In this situation, characterization tests are still essential.  But handwriting them individually quickly becomes impractical.  Fortunately, you have a few options.

  1. Tools out there will help you generate unit tests based on properties in the code, thus putting your characterization on auto-pilot.
  2. Other tools work from the inside, so to speak, helping you isolate parts of the code even in tangled codebases.
  3. And finally, there are tools that you can use to automate end to end testing of the system to help you characterize even without granularity.

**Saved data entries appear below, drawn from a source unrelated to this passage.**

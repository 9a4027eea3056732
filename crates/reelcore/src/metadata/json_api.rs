//! Tier 1: Instagram's `?__a=1&__d=dis` JSON endpoint.
//!
//! Two response shapes are in circulation: the v1 media item (`items[0]`)
//! and the older GraphQL `shortcode_media` object.

use serde_json::Value;

use super::{clean, MetadataSource, ReelMetadata};

/// Parse either response shape. `None` when neither is present.
pub fn parse(body: &Value, shortcode: &str) -> Option<ReelMetadata> {
    if let Some(item) = body.pointer("/items/0") {
        return Some(from_v1_item(item, shortcode));
    }

    let media = body
        .pointer("/graphql/shortcode_media")
        .or_else(|| body.pointer("/data/xdt_shortcode_media"))
        .or_else(|| body.pointer("/data/shortcode_media"))?;

    Some(from_graphql(media, shortcode))
}

fn from_v1_item(item: &Value, shortcode: &str) -> ReelMetadata {
    ReelMetadata {
        caption: str_at(item, "/caption/text"),
        like_count: u64_at(item, "/like_count"),
        comment_count: u64_at(item, "/comment_count"),
        view_count: u64_at(item, "/play_count")
            .or_else(|| u64_at(item, "/view_count"))
            .or_else(|| u64_at(item, "/video_view_count")),
        author: str_at(item, "/user/username"),
        author_name: str_at(item, "/user/full_name"),
        upload_date: item.get("taken_at").and_then(Value::as_i64).and_then(timestamp_to_rfc3339),
        thumbnail_url: str_at(item, "/image_versions2/candidates/0/url"),
        video_url: str_at(item, "/video_versions/0/url"),
        ..ReelMetadata::new(shortcode, MetadataSource::JsonApi)
    }
}

fn from_graphql(media: &Value, shortcode: &str) -> ReelMetadata {
    ReelMetadata {
        caption: str_at(media, "/edge_media_to_caption/edges/0/node/text"),
        like_count: u64_at(media, "/edge_media_preview_like/count").or_else(|| u64_at(media, "/edge_liked_by/count")),
        comment_count: u64_at(media, "/edge_media_to_comment/count")
            .or_else(|| u64_at(media, "/edge_media_to_parent_comment/count")),
        view_count: u64_at(media, "/video_view_count").or_else(|| u64_at(media, "/video_play_count")),
        author: str_at(media, "/owner/username"),
        author_name: str_at(media, "/owner/full_name"),
        upload_date: media
            .get("taken_at_timestamp")
            .and_then(Value::as_i64)
            .and_then(timestamp_to_rfc3339),
        thumbnail_url: str_at(media, "/display_url").or_else(|| str_at(media, "/thumbnail_src")),
        video_url: str_at(media, "/video_url"),
        ..ReelMetadata::new(shortcode, MetadataSource::JsonApi)
    }
}

fn str_at(value: &Value, pointer: &str) -> Option<String> {
    value.pointer(pointer).and_then(Value::as_str).and_then(clean)
}

fn u64_at(value: &Value, pointer: &str) -> Option<u64> {
    value.pointer(pointer).and_then(Value::as_u64)
}

fn timestamp_to_rfc3339(secs: i64) -> Option<String> {
    chrono::DateTime::from_timestamp(secs, 0).map(|dt| dt.to_rfc3339())
}

#[cfg(test)]
mod tests {
    use super::*;
    use pretty_assertions::assert_eq;
    use serde_json::json;

    #[test]
    fn test_parse_v1_item() {
        let body = json!({
            "items": [{
                "code": "C9xYz12AbCd",
                "taken_at": 1709467200,
                "caption": { "text": "Morning light over the bay" },
                "like_count": 15230,
                "comment_count": 412,
                "play_count": 880000,
                "user": { "username": "bayphotos", "full_name": "Bay Photos" },
                "video_versions": [{ "url": "https://cdn.example/v.mp4", "width": 720 }],
                "image_versions2": { "candidates": [{ "url": "https://cdn.example/t.jpg" }] }
            }]
        });

        let m = parse(&body, "C9xYz12AbCd").unwrap();

        assert_eq!(m.source, MetadataSource::JsonApi);
        assert_eq!(m.caption.as_deref(), Some("Morning light over the bay"));
        assert_eq!(m.like_count, Some(15230));
        assert_eq!(m.comment_count, Some(412));
        assert_eq!(m.view_count, Some(880000));
        assert_eq!(m.author.as_deref(), Some("bayphotos"));
        assert_eq!(m.author_name.as_deref(), Some("Bay Photos"));
        assert_eq!(m.upload_date.as_deref(), Some("2024-03-03T12:00:00+00:00"));
        assert_eq!(m.video_url.as_deref(), Some("https://cdn.example/v.mp4"));
        assert_eq!(m.thumbnail_url.as_deref(), Some("https://cdn.example/t.jpg"));
    }

    #[test]
    fn test_parse_graphql_shape() {
        let body = json!({
            "graphql": {
                "shortcode_media": {
                    "is_video": true,
                    "video_url": "https://cdn.example/g.mp4",
                    "display_url": "https://cdn.example/g.jpg",
                    "video_view_count": 99,
                    "edge_media_to_caption": { "edges": [{ "node": { "text": "hello" } }] },
                    "edge_media_preview_like": { "count": 7 },
                    "edge_media_to_parent_comment": { "count": 2 },
                    "owner": { "username": "gql_user", "full_name": "" }
                }
            }
        });

        let m = parse(&body, "abc").unwrap();

        assert_eq!(m.caption.as_deref(), Some("hello"));
        assert_eq!(m.like_count, Some(7));
        assert_eq!(m.comment_count, Some(2));
        assert_eq!(m.view_count, Some(99));
        assert_eq!(m.author.as_deref(), Some("gql_user"));
        assert_eq!(m.author_name, None);
        assert_eq!(m.thumbnail_url.as_deref(), Some("https://cdn.example/g.jpg"));
        assert_eq!(m.upload_date, None);
    }

    #[test]
    fn test_parse_unknown_shape() {
        assert!(parse(&json!({ "require_login": true, "status": "fail" }), "abc").is_none());
    }
}
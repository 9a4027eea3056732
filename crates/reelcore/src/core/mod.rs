//! Core utilities, configuration, and common functionality

pub mod config;
pub mod error;
pub mod http;
pub mod logging;
pub mod validation;
pub mod web_server;

// Re-exports for convenience
pub use error::{AppError, AppResult};
pub use logging::{init_logger, log_startup_configuration};
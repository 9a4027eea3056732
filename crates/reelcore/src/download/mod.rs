//! Media link resolution.
//!
//! Provides the `MediaResolver` trait the web server talks to and the
//! built-in `SnapsaveClient` backend that asks snapsave.app for download
//! links.

pub mod error;
pub mod info;
pub mod snapsave;

use crate::core::error::AppError;
use async_trait::async_trait;
use serde::{Deserialize, Serialize};

pub use info::merge_info;
pub use snapsave::SnapsaveClient;

/// Message returned when the URL is not something snapsave handles.
pub const MSG_INVALID_URL: &str = "Link URL not valid";

/// Message returned when snapsave answered but listed no media.
pub const MSG_BLANK_DATA: &str = "Blank data";

/// One downloadable rendition of a post.
#[derive(Debug, Clone, PartialEq, Eq, Serialize, Deserialize)]
#[serde(rename_all = "camelCase")]
pub struct MediaLink {
    /// Direct media URL, or the snapsave render endpoint when `should_render` is set
    pub url: String,
    /// Quality label as shown by snapsave (e.g. "720p (HD)")
    #[serde(default, skip_serializing_if = "Option::is_none")]
    pub resolution: Option<String>,
    /// Preview image for the rendition
    #[serde(default, skip_serializing_if = "Option::is_none")]
    pub thumbnail: Option<String>,
    /// The URL starts a server-side render job instead of serving a file
    #[serde(default)]
    pub should_render: bool,
}

/// Result of a resolution attempt, shaped like the snapsave response.
#[derive(Debug, Clone, PartialEq, Eq, Serialize, Deserialize)]
pub struct SnapsaveResult {
    pub status: bool,
    #[serde(default, skip_serializing_if = "Option::is_none")]
    pub data: Option<Vec<MediaLink>>,
    #[serde(default, skip_serializing_if = "Option::is_none")]
    pub msg: Option<String>,
}

impl SnapsaveResult {
    /// Successful resolution with at least one link.
    pub fn found(data: Vec<MediaLink>) -> Self {
        Self {
            status: true,
            data: Some(data),
            msg: None,
        }
    }

    /// Resolution that completed without links.
    pub fn failed(msg: impl Into<String>) -> Self {
        Self {
            status: false,
            data: None,
            msg: Some(msg.into()),
        }
    }

    /// Links in upstream order; empty when resolution failed.
    pub fn links(&self) -> &[MediaLink] {
        self.data.as_deref().unwrap_or_default()
    }
}

/// Trait for media link resolvers.
///
/// Errors are reserved for transport and decoding failures; an unsupported
/// URL or an empty listing is reported through `SnapsaveResult::failed`.
#[async_trait]
pub trait MediaResolver: Send + Sync {
    /// Human-readable name of this resolver (e.g., "snapsave")
    fn name(&self) -> &str;

    /// Resolve downloadable media links for a post URL.
    async fn resolve(&self, url: &str) -> Result<SnapsaveResult, AppError>;
}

4. Keep Changes to a Minimum and Boy-Scout As You Go

Alright, now you’re ready to start making actual changes.  Once you’ve thoroughly characterized the codebase, both with your own tests and with automated help, you can change the code with more confidence, knowing that you’re less likely to break things in this system.

But make no mistake, change is still risky, even with your best faith characterization effort.  This is a system that nobody fully understands any longer.

So as you make your changes, keep them to a minimum.  Don’t go wandering around the codebase, formatting the code, renaming things, and imposing your preferences on it.  Touch the smallest amount of code that you can, verify your changes, and make sure your characterization tests pass.  This will keep risk to a minimum.

That said, you should take some opportunity to introduce change, where sensible.  If you’re already in a method, then you’re already incurring the risk of changing it.  So abide by what Uncle Bob calls “the boy scout rule” and leave the code a little better than you found it.

Avoid changing anything you don’t need to, but when you have to change something, try also to improve it a little.  After all, you’re probably not done with this codebase after one single change.

5. Work Gradually Toward Modularity and Better Design

You made your first change to the legacy codebase by characterizing heavily, changing minimally, and boy-scouting a little.  And, great news — it worked out!  You now have an excellent playbook for each subsequent time that you need to touch this codebase.

So I’ll close with a last bit of advice that addresses the long haul instead of the tactical and short term.  You want to gradually work the codebase toward modularity.

With each change, you’re going to add more characterization tests, get to know the codebase more, and boy-scout where you can.  This is going to start to provide you with better test coverage, bolster your confidence, and eliminate the fear of touching the code.  And you can build on this growing confidence.

As time goes on, you can expand your boy-scouting and start to perform more and more refactorings aimed at teasing the code into looser coupling and improving modularity.  Why does this matter?  Well, because if you make the codebase modular enough, you can start to migrate parts of it to newer platforms, or modernize it with language/framework upgrades.

Legacy code, in many ways, is a vicious cycle.  The more you fear to touch it, the more you let it languish and grow obsolete.  On the flip side, the more you gain confidence with it, the more you can bring it back from the brink and expand your options.  Once you get rid of the fear, you get rid of the legacy.